# [TASK DETAILS]
Retype, word for word, every line of the records below starting at the one that contains "pub fn auth_cookie(secret: &str, userid: i64)" and ending at the one that contains "filename crates/nextgisweb-web/src/pyramid.rs"; include both of those lines and nothing more.

# [DATA PROVIDED]
━━━
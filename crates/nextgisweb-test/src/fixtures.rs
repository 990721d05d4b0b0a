//! Test fixtures.

use std::path::Path;
use std::time::{SystemTime, UNIX_EPOCH};

use serde_json::json;
use tempfile::TempDir;

use nextgisweb_core::Settings;
use nextgisweb_web::auth::AUTH_TKT_COOKIE;
use nextgisweb_web::AuthTktPolicy;

/// Secret used by [`TestSettings`].
pub const TEST_SECRET: &str = "test-secret";

/// Settings backed by a scratch directory that lives as long as the value.
///
/// The database is in memory; file storage and uploads go to the scratch
/// directory.
#[derive(Debug)]
pub struct TestSettings {
    pub settings: Settings,
    dir: TempDir,
}

impl TestSettings {
    pub fn new() -> std::io::Result<Self> {
        let dir = tempfile::tempdir()?;
        let mut settings = Settings::default();
        settings.log_level = "warn".to_string();
        settings.database.path = ":memory:".into();
        settings.set_component_option("pyramid", "secret", json!(TEST_SECRET));
        settings.set_component_option(
            "pyramid",
            "static_dir",
            json!(dir.path().join("static")),
        );
        settings.set_component_option(
            "file_storage",
            "path",
            json!(dir.path().join("file_storage")),
        );
        settings.set_component_option("file_upload", "path", json!(dir.path().join("file_upload")));
        Ok(Self { settings, dir })
    }

    /// Drops the secret to exercise startup failures.
    #[must_use]
    pub fn without_secret(mut self) -> Self {
        if let Some(serde_json::Value::Object(section)) = self.settings.components.get_mut("pyramid") {
            section.remove("secret");
        }
        self
    }

    pub fn dir(&self) -> &Path {
        self.dir.path()
    }
}

/// A `name=value` cookie pair authenticating `userid` under `secret`.
pub fn auth_cookie(secret: &str, userid: i64) -> String {
    let now = SystemTime::now()
        .duration_since(UNIX_EPOCH)
        .map_or(0, |d| d.as_secs());
    let ticket = AuthTktPolicy::new(secret).ticket(userid, now);
    format!("{AUTH_TKT_COOKIE}={ticket}")
}
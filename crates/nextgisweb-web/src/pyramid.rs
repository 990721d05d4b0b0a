//! The `pyramid` component: web application bootstrap.
//!
//! [`PyramidComponent::make_app`] builds the [`Configurator`] once at
//! process start:
//!
//! 1. merges the `pyramid` settings section with call-time overrides,
//! 2. exposes the [`Env`] to handlers and installs the auth ticket and ACL
//!    policies (a secret is required),
//! 3. registers the `home` route, the versioned static view and the
//!    `amd_package` route,
//! 4. runs `setup_pyramid` and then `setup_routes` of every component in
//!    registration order.

use std::path::{Component as PathComponent, Path, PathBuf};
use std::sync::Arc;

use axum::extract;
use axum::response::{IntoResponse, Response};
use axum::routing::get;
use axum::Json;
use http::header::CONTENT_TYPE;
use http::StatusCode;
use serde::Deserialize;
use serde_json::{json, Map, Value as JsonValue};

use nextgisweb_core::settings_loader::merge_json;
use nextgisweb_core::{Component, ComponentRegistry, Env, NgwError, NgwResult, SettingInfo};

use crate::auth::{AclAuthorizationPolicy, AuthTktPolicy};
use crate::component::WebComponent;
use crate::config::Configurator;
use crate::error::ApiResult;
use crate::static_key::{static_key, CommandListing, ComponentListing, PackageListing};

/// Settings key of the template directories.
pub const MAKO_DIRECTORIES: &str = "mako.directories";

const DEFAULT_MAKO_DIRECTORIES: &str = "nextgisweb:templates/";

#[derive(Debug, Clone, Deserialize)]
#[serde(default)]
struct PyramidSettings {
    secret: Option<String>,
    static_cache_max_age: u64,
    static_key_command: Option<String>,
    static_dir: PathBuf,
    auth_timeout: Option<u64>,
    auth_secure: bool,
}

impl Default for PyramidSettings {
    fn default() -> Self {
        Self {
            secret: None,
            static_cache_max_age: 3600,
            static_key_command: None,
            static_dir: PathBuf::from("static"),
            auth_timeout: None,
            auth_secure: false,
        }
    }
}

static SETTINGS_INFO: &[SettingInfo] = &[
    SettingInfo {
        key: "secret",
        desc: "Cookie signing secret (required)",
    },
    SettingInfo {
        key: "static_cache_max_age",
        desc: "Static files cache max age in seconds",
    },
    SettingInfo {
        key: "static_key_command",
        desc: "Command whose output versions static URLs",
    },
    SettingInfo {
        key: "static_dir",
        desc: "Directory with static assets",
    },
    SettingInfo {
        key: "auth_timeout",
        desc: "Authentication ticket lifetime in seconds",
    },
    SettingInfo {
        key: "auth_secure",
        desc: "Send the authentication cookie over HTTPS only",
    },
];

/// The web bootstrap component.
#[derive(Debug, Default)]
pub struct PyramidComponent;

impl Component for PyramidComponent {
    fn identity(&self) -> &'static str {
        "pyramid"
    }

    fn version(&self) -> &'static str {
        env!("CARGO_PKG_VERSION")
    }

    fn settings_info(&self) -> &'static [SettingInfo] {
        SETTINGS_INFO
    }
}

impl WebComponent for PyramidComponent {}

impl PyramidComponent {
    /// Builds the web configuration.
    ///
    /// `env` must come from an initialized `registry`.
    pub fn make_app(
        &self,
        env: Arc<Env>,
        registry: &ComponentRegistry<dyn WebComponent>,
        overrides: Map<String, JsonValue>,
    ) -> NgwResult<Configurator> {
        let section = env
            .settings()
            .component_section(self.identity())
            .cloned()
            .unwrap_or_else(|| JsonValue::Object(Map::new()));
        let mut settings = match merge_json(section, JsonValue::Object(overrides)) {
            JsonValue::Object(map) => map,
            _ => {
                return Err(NgwError::ConfigurationError(
                    "Settings of component 'pyramid' must be a table".to_string(),
                ))
            }
        };
        settings.insert(MAKO_DIRECTORIES.to_string(), json!(DEFAULT_MAKO_DIRECTORIES));

        let options: PyramidSettings = serde_json::from_value(JsonValue::Object(settings.clone()))
            .map_err(|e| {
                NgwError::ConfigurationError(format!("Invalid settings for component 'pyramid': {e}"))
            })?;
        let secret = options
            .secret
            .clone()
            .filter(|s| !s.is_empty())
            .ok_or_else(|| NgwError::ImproperlyConfigured("Secret not set!".to_string()))?;

        let key = match &options.static_key_command {
            Some(command) => static_key(&CommandListing::new(command))?,
            None => static_key(&component_listing(registry))?,
        };
        settings.insert("static_key".to_string(), json!(key));

        let mut config = Configurator::new(settings);
        config.set_request_property(env);
        config.set_authentication_policy(Arc::new(
            AuthTktPolicy::new(secret)
                .with_timeout(options.auth_timeout)
                .with_secure(options.auth_secure),
        ));
        config.set_authorization_policy(Arc::new(AclAuthorizationPolicy));

        config.add_route("home", "/")?;
        config.add_view("home", get(home))?;

        config.add_static_view(
            &format!("static{key}/asset"),
            &options.static_dir,
            options.static_cache_max_age,
        )?;

        config.add_route("amd_package", &format!("static{key}/amd/*subpath"))?;
        let amd_root = options.static_dir.join("amd");
        config.add_view(
            "amd_package",
            get(move |extract::Path(subpath): extract::Path<String>| {
                let root = amd_root.clone();
                async move { amd_package(&root, &subpath).await }
            }),
        )?;

        tracing::info!(static_key = %key, "Configured static assets");

        for component in registry.iter() {
            tracing::debug!(component = component.identity(), "setup_pyramid");
            component.setup_pyramid(&mut config)?;
        }
        for component in registry.iter() {
            tracing::debug!(component = component.identity(), "setup_routes");
            component.setup_routes(&mut config)?;
        }

        Ok(config)
    }
}

fn component_listing(registry: &ComponentRegistry<dyn WebComponent>) -> impl PackageListing {
    registry
        .iter()
        .fold(ComponentListing::new(env!("CARGO_PKG_VERSION")), |listing, c| {
            listing.with_package(c.identity(), c.version())
        })
}

async fn home() -> Json<JsonValue> {
    Json(json!({"application": "nextgisweb", "version": env!("CARGO_PKG_VERSION")}))
}

fn content_type(path: &Path) -> &'static str {
    match path.extension().and_then(|e| e.to_str()) {
        Some("js") => "application/javascript",
        Some("css") => "text/css",
        Some("json") => "application/json",
        Some("html") => "text/html",
        Some("svg") => "image/svg+xml",
        _ => "application/octet-stream",
    }
}

async fn amd_package(root: &Path, subpath: &str) -> ApiResult<Response> {
    let relative = Path::new(subpath);
    if !relative
        .components()
        .all(|c| matches!(c, PathComponent::Normal(_)))
    {
        return Err(NgwError::NotFound(format!("AMD package file '{subpath}'")).into());
    }

    let path = root.join(relative);
    match tokio::fs::read(&path).await {
        Ok(body) => Ok((StatusCode::OK, [(CONTENT_TYPE, content_type(&path))], body).into_response()),
        Err(e) if e.kind() == std::io::ErrorKind::NotFound => {
            Err(NgwError::NotFound(format!("AMD package file '{subpath}'")).into())
        }
        Err(e) => Err(NgwError::from(e).into()),
    }
}

#[cfg(test)]
mod tests {
    use super::*;
    use nextgisweb_core::Settings;

    fn registry() -> ComponentRegistry<dyn WebComponent> {
        let mut registry: ComponentRegistry<dyn WebComponent> = ComponentRegistry::new();
        registry.register(Arc::new(PyramidComponent)).unwrap();
        registry
    }

    fn env_with(section: JsonValue) -> Arc<Env> {
        let mut settings = Settings::default();
        settings.components.insert("pyramid".into(), section);
        Arc::new(Env::new(settings))
    }

    #[test]
    fn test_missing_secret_is_fatal() {
        let result = PyramidComponent.make_app(env_with(json!({})), &registry(), Map::new());
        match result {
            Err(NgwError::ImproperlyConfigured(msg)) => assert_eq!(msg, "Secret not set!"),
            other => panic!("unexpected: {other:?}"),
        }

        let empty = PyramidComponent.make_app(env_with(json!({"secret": ""})), &registry(), Map::new());
        assert!(matches!(empty, Err(NgwError::ImproperlyConfigured(_))));
    }

    #[test]
    fn test_overrides_win_and_template_default() {
        let mut overrides = Map::new();
        overrides.insert("secret".into(), json!("from-call"));
        overrides.insert("custom.option".into(), json!(1));
        let config = PyramidComponent
            .make_app(env_with(json!({"secret": "from-file"})), &registry(), overrides)
            .unwrap();

        assert_eq!(config.setting("secret"), Some(&json!("from-call")));
        assert_eq!(config.setting("custom.option"), Some(&json!(1)));
        assert_eq!(
            config.setting(MAKO_DIRECTORIES),
            Some(&json!("nextgisweb:templates/"))
        );
    }

    #[test]
    fn test_template_directories_are_fixed() {
        let mut overrides = Map::new();
        overrides.insert(MAKO_DIRECTORIES.into(), json!("call:templates/"));
        let config = PyramidComponent
            .make_app(
                env_with(json!({"secret": "s", "mako.directories": "custom:templates/"})),
                &registry(),
                overrides,
            )
            .unwrap();
        assert_eq!(
            config.setting(MAKO_DIRECTORIES),
            Some(&json!("nextgisweb:templates/"))
        );
    }

    #[test]
    fn test_base_routes() {
        let config = PyramidComponent
            .make_app(env_with(json!({"secret": "s"})), &registry(), Map::new())
            .unwrap();
        let key = config.setting("static_key").unwrap().as_str().unwrap().to_string();

        let names: Vec<&str> = config.routes().iter().map(|r| r.name.as_str()).collect();
        assert_eq!(names, vec!["home", "amd_package"]);
        assert_eq!(config.route_path("home", &[]).unwrap(), "/");
        assert_eq!(
            config.route("amd_package").unwrap().pattern,
            format!("/static{key}/amd/*subpath")
        );
        assert_eq!(config.static_views()[0].prefix, format!("/static{key}/asset"));
        assert_eq!(config.static_views()[0].cache_max_age, 3600);
        assert!(config.security().authentication.is_some());
        assert!(config.security().authorization.is_some());
    }

    #[test]
    fn test_static_key_from_command() {
        let config = PyramidComponent
            .make_app(
                env_with(json!({"secret": "s", "static_key_command": "echo pkg==1"})),
                &registry(),
                Map::new(),
            )
            .unwrap();
        let expected = static_key(&CommandListing::new("echo pkg==1")).unwrap();
        assert_eq!(config.setting("static_key"), Some(&json!(expected)));

        let failing = PyramidComponent.make_app(
            env_with(json!({"secret": "s", "static_key_command": "false"})),
            &registry(),
            Map::new(),
        );
        assert!(failing.is_err());
    }

    #[tokio::test]
    async fn test_amd_package_rejects_traversal() {
        let dir = tempfile::tempdir().unwrap();
        std::fs::write(dir.path().join("main.js"), "define([]);").unwrap();

        let response = amd_package(dir.path(), "main.js").await.unwrap();
        assert_eq!(response.headers()[CONTENT_TYPE], "application/javascript");
        assert!(matches!(
            amd_package(dir.path(), "../secret").await,
            Err(crate::error::ApiError(NgwError::NotFound(_)))
        ));
        assert!(amd_package(dir.path(), "missing.js").await.is_err());
    }
}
━━━
# [RESPONSE AREA]
pub fn auth_cookie(secret: &str, userid: i64) -> String {
    let now = SystemTime::now()
        .duration_since(UNIX_EPOCH)
        .map_or(0, |d| d.as_secs());
    let ticket = AuthTktPolicy::new(secret).ticket(userid, now);
    format!("{AUTH_TKT_COOKIE}={ticket}")
}
filename crates/nextgisweb-web/src/pyramid.rs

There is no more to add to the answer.